José Gregorio Hernández tenia tal magnetismo personal, que el único automóvil que había en Caracas lo buscó por toda la ciudad hasta que lo encontró en una esquina del barrio La Pastora y se abalanzó sobre él para que el Siervo de Dios lo bendijera, pero José Gregorio no podía estar al tanto de que el aparato tenia los frenos malos y ello no fue tomado en cuenta por el conductor del automóvil en el momento en que el Siervo de Dios se colocó frente a él para bendecirlo y evitar así los posibles accidentes en la ciudad y en el país, suceso que fue considerado por la sociedad y la opinión pública un signo nefasto de los nuevos tiempos que se avecinaban.




LA BRISA


La brisa es lo mejor que hay, lo máximo que puede uno llegar a experimentar cuando no se tiene absolutamente nada qué decir.




AUTOFAGIA



Ese día había llegado al límite del calor y de la sed. Llevaba casi una semana sin comer y cuando al fin bebí el primer vaso de agua, sufrí un desmayo que me llevó de nuevo al suelo, donde comencé a sufrir alucinaciones.

Después que éstas pasaron, el hambre era tal que pensé en devorar cualquier cosa: un pedazo de trapo, papel, basura, insectos, plásticos suaves, lo que fuese. Entonces miré mis manos, sobre todo mi mano izquierda, y ésta lucía apetitosa, aunque mejor estaban mi antebrazo y mi bíceps, así que empecé por ahí.


Un primer mordisco hizo fluir la sangre, pero seguí con mi tarea hasta concluir todo el brazo; de éste colgaban articulaciones y tendones despegados que me dolían, pero mi apetito era superior al dolor, y ya que no tenía nada qué hacer sin brazos, no esperé demasiado para proseguir con las piernas y los pies, operación que me volvió un poco más flexible y me permitió ir desgajando los últimos músculos del abdomen. Aquellos colgajos sanguinolentos y grotescos no servían ya de nada, ni siquiera para mirarlos, así que continué con el pecho, hasta que de mí quedó sólo la cara y la boca, puestos en una cabeza flotante que, ya cansada de dar bandazos entre la paredes y el aire del departamento, cayó al suelo y siguió rodando por el piso, para ir a detenerse finalmente junto al plato donde el perro come.
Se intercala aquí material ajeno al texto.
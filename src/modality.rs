use serde::{Deserialize, Serialize};
use std::fmt;

/// Combination of interaction channels applied during a round.
///
/// Config files encode modalities as small integers; anything outside the
/// known range is rejected rather than coerced.
#[derive(
    Debug, Clone, Copy, PartialEq, Eq, Hash, Default, Serialize, Deserialize, strum_macros::Display,
)]
#[serde(try_from = "u8", into = "u8")]
#[strum(serialize_all = "SCREAMING_SNAKE_CASE")]
pub enum Modality {
    #[default]
    Deactivated,
    NoVr,
    Visual,
    VisualAudio,
    VisualAudioTactile,
}

/// Which channels a modality switches on in the host scene.
#[derive(Debug, Clone, Copy, PartialEq, Eq)]
pub struct Channels {
    pub interactions: bool,
    pub audio: bool,
    pub haptics: bool,
    pub no_vr: bool,
}

impl Modality {
    pub const ALL: [Modality; 5] = [
        Modality::Deactivated,
        Modality::NoVr,
        Modality::Visual,
        Modality::VisualAudio,
        Modality::VisualAudioTactile,
    ];

    pub fn code(self) -> u8 {
        self as u8
    }

    pub fn channels(self) -> Channels {
        let (interactions, audio, haptics, no_vr) = match self {
            Modality::Deactivated => (false, false, false, false),
            Modality::NoVr => (false, false, false, true),
            Modality::Visual => (true, false, false, false),
            Modality::VisualAudio => (true, true, false, false),
            Modality::VisualAudioTactile => (true, true, true, false),
        };
        Channels {
            interactions,
            audio,
            haptics,
            no_vr,
        }
    }
}

#[derive(Debug, Clone, Copy, PartialEq, Eq)]
pub struct UnknownModality(pub u8);

impl fmt::Display for UnknownModality {
    fn fmt(&self, f: &mut fmt::Formatter<'_>) -> fmt::Result {
        write!(
            f,
            "unknown modality code {} (expected 0..={})",
            self.0,
            Modality::ALL.len() - 1
        )
    }
}

impl std::error::Error for UnknownModality {}

impl TryFrom<u8> for Modality {
    type Error = UnknownModality;

    fn try_from(code: u8) -> Result<Self, Self::Error> {
        Modality::ALL
            .get(usize::from(code))
            .copied()
            .ok_or(UnknownModality(code))
    }
}

impl From<Modality> for u8 {
    fn from(m: Modality) -> Self {
        m.code()
    }
}
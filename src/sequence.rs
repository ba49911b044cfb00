use crate::config::ExperimentConfig;
use crate::error::SequenceError;
use crate::modality::Modality;
use crate::texts::TextLibrary;

/// One resolved round of an experiment.
#[derive(Debug, Clone, PartialEq, Eq)]
pub struct RoundSlot {
    pub modality: Modality,
    pub text: String,
    pub text_name: String,
}

/// Read-only view of where the cursor stands.
#[derive(Debug, Clone, Copy, PartialEq, Eq)]
pub struct Position<'a> {
    pub modality: Modality,
    pub text: Option<&'a str>,
    /// -1 until the first `advance`.
    pub round: i64,
}

/// Forward-only walk over a fully resolved experiment sequence.
#[derive(Debug, Clone)]
pub struct SequenceCursor {
    experiment_id: i64,
    rounds: Vec<RoundSlot>,
    round: Option<usize>,
    modality: Modality,
}

impl SequenceCursor {
    /// Resolves every text up front; any failure rejects the whole sequence.
    pub fn build(
        experiment_id: i64,
        config: &ExperimentConfig,
        texts: &TextLibrary,
    ) -> Result<Self, SequenceError> {
        let definition = config
            .sequence(experiment_id)
            .ok_or(SequenceError::UnknownId {
                id: experiment_id,
                available: config.len(),
            })?;

        let invalid = |reason: String| SequenceError::Invalid {
            id: experiment_id,
            reason,
        };

        if definition.modes.len() != definition.texts.len() {
            return Err(invalid(format!(
                "{} modalities but {} texts",
                definition.modes.len(),
                definition.texts.len()
            )));
        }
        if definition.modes.is_empty() {
            return Err(invalid("sequence has no rounds".to_string()));
        }

        let rounds = definition
            .modes
            .iter()
            .zip(&definition.texts)
            .map(|(&modality, name)| {
                texts
                    .resolve(name)
                    .map(|text| RoundSlot {
                        modality,
                        text,
                        text_name: name.clone(),
                    })
                    .map_err(|e| invalid(e.to_string()))
            })
            .collect::<Result<Vec<_>, _>>()?;

        Ok(Self {
            experiment_id,
            rounds,
            round: None,
            modality: Modality::Deactivated,
        })
    }

    pub fn experiment_id(&self) -> i64 {
        self.experiment_id
    }

    pub fn len(&self) -> usize {
        self.rounds.len()
    }

    pub fn is_empty(&self) -> bool {
        self.rounds.is_empty()
    }

    pub fn rounds(&self) -> &[RoundSlot] {
        &self.rounds
    }

    fn next_index(&self) -> usize {
        self.round.map_or(0, |r| r + 1)
    }

    pub fn has_next(&self) -> bool {
        self.next_index() < self.rounds.len()
    }

    /// The round `advance` would move to, without moving.
    pub fn peek_next(&self) -> Option<(usize, &RoundSlot)> {
        let next = self.next_index();
        self.rounds.get(next).map(|slot| (next, slot))
    }

    pub fn advance(&mut self) -> Result<&RoundSlot, SequenceError> {
        let next = self.next_index();
        let slot = self.rounds.get(next).ok_or(SequenceError::Exhausted)?;
        self.round = Some(next);
        self.modality = slot.modality;
        Ok(slot)
    }

    pub fn current(&self) -> Position<'_> {
        Position {
            modality: self.modality,
            text: self.current_slot().map(|s| s.text.as_str()),
            round: self.round.map_or(-1, |r| r as i64),
        }
    }

    pub fn round_index(&self) -> Option<usize> {
        self.round
    }

    pub fn current_slot(&self) -> Option<&RoundSlot> {
        self.round.and_then(|r| self.rounds.get(r))
    }

    /// Standby: channels off, round index kept.
    pub fn deactivate(&mut self) {
        self.modality = Modality::Deactivated;
    }
}
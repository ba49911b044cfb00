use crate::config::TextSelection;
use crate::error::TextError;
use rand::seq::SliceRandom;
use rand::Rng;
use std::fs;
use std::path::{Path, PathBuf};

pub const TEXT_FILE_EXTENSION: &str = "txt";

/// Target texts on disk, looked up by the references used in the config.
#[derive(Debug, Clone)]
pub struct TextLibrary {
    dir: PathBuf,
    selection: TextSelection,
}

impl TextLibrary {
    pub fn new<P: AsRef<Path>>(dir: P, selection: TextSelection) -> Self {
        Self {
            dir: dir.as_ref().to_path_buf(),
            selection,
        }
    }

    pub fn dir(&self) -> &Path {
        &self.dir
    }

    pub fn selection(&self) -> TextSelection {
        self.selection
    }

    /// Tries `reference` verbatim, then `reference.txt`.
    pub fn locate(&self, reference: &str) -> Result<PathBuf, TextError> {
        let verbatim = self.dir.join(reference);
        if verbatim.is_file() {
            return Ok(verbatim);
        }
        let with_ext = self.dir.join(format!("{reference}.{TEXT_FILE_EXTENSION}"));
        if with_ext.is_file() {
            return Ok(with_ext);
        }
        Err(TextError::NotFound {
            reference: reference.to_string(),
            dir: self.dir.clone(),
        })
    }

    pub fn resolve(&self, reference: &str) -> Result<String, TextError> {
        self.resolve_with(reference, &mut rand::thread_rng())
    }

    pub fn resolve_with<R: Rng + ?Sized>(
        &self,
        reference: &str,
        rng: &mut R,
    ) -> Result<String, TextError> {
        let path = self.locate(reference)?;
        let contents =
            fs::read_to_string(&path).map_err(|source| TextError::Io { path, source })?;

        let text = match self.selection {
            TextSelection::WholeFile => contents.trim_end(),
            TextSelection::RandomLine => {
                let lines: Vec<&str> = contents
                    .lines()
                    .map(str::trim_end)
                    .filter(|l| !l.is_empty())
                    .collect();
                lines.choose(rng).copied().unwrap_or_default()
            }
        };
        Ok(text.to_string())
    }
}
El animal aparece pronto atraído por el olor, se acerca y procede a devorarla, luego escupe los ojos y en ese momento despierto de la horrible pesadilla.



LAS ARGUMENTACIONES CONVINCENTES


Las argumentaciones breves no sirven. Siempre lo he dicho y pensado. Las argumentaciones, para poder ser argumentaciones convincentes, profundas, de peso, han de ser largas. Estoy plenamente convencido de ello, hasta la muerte. Incluso hasta la muerte misma de las argumentaciones.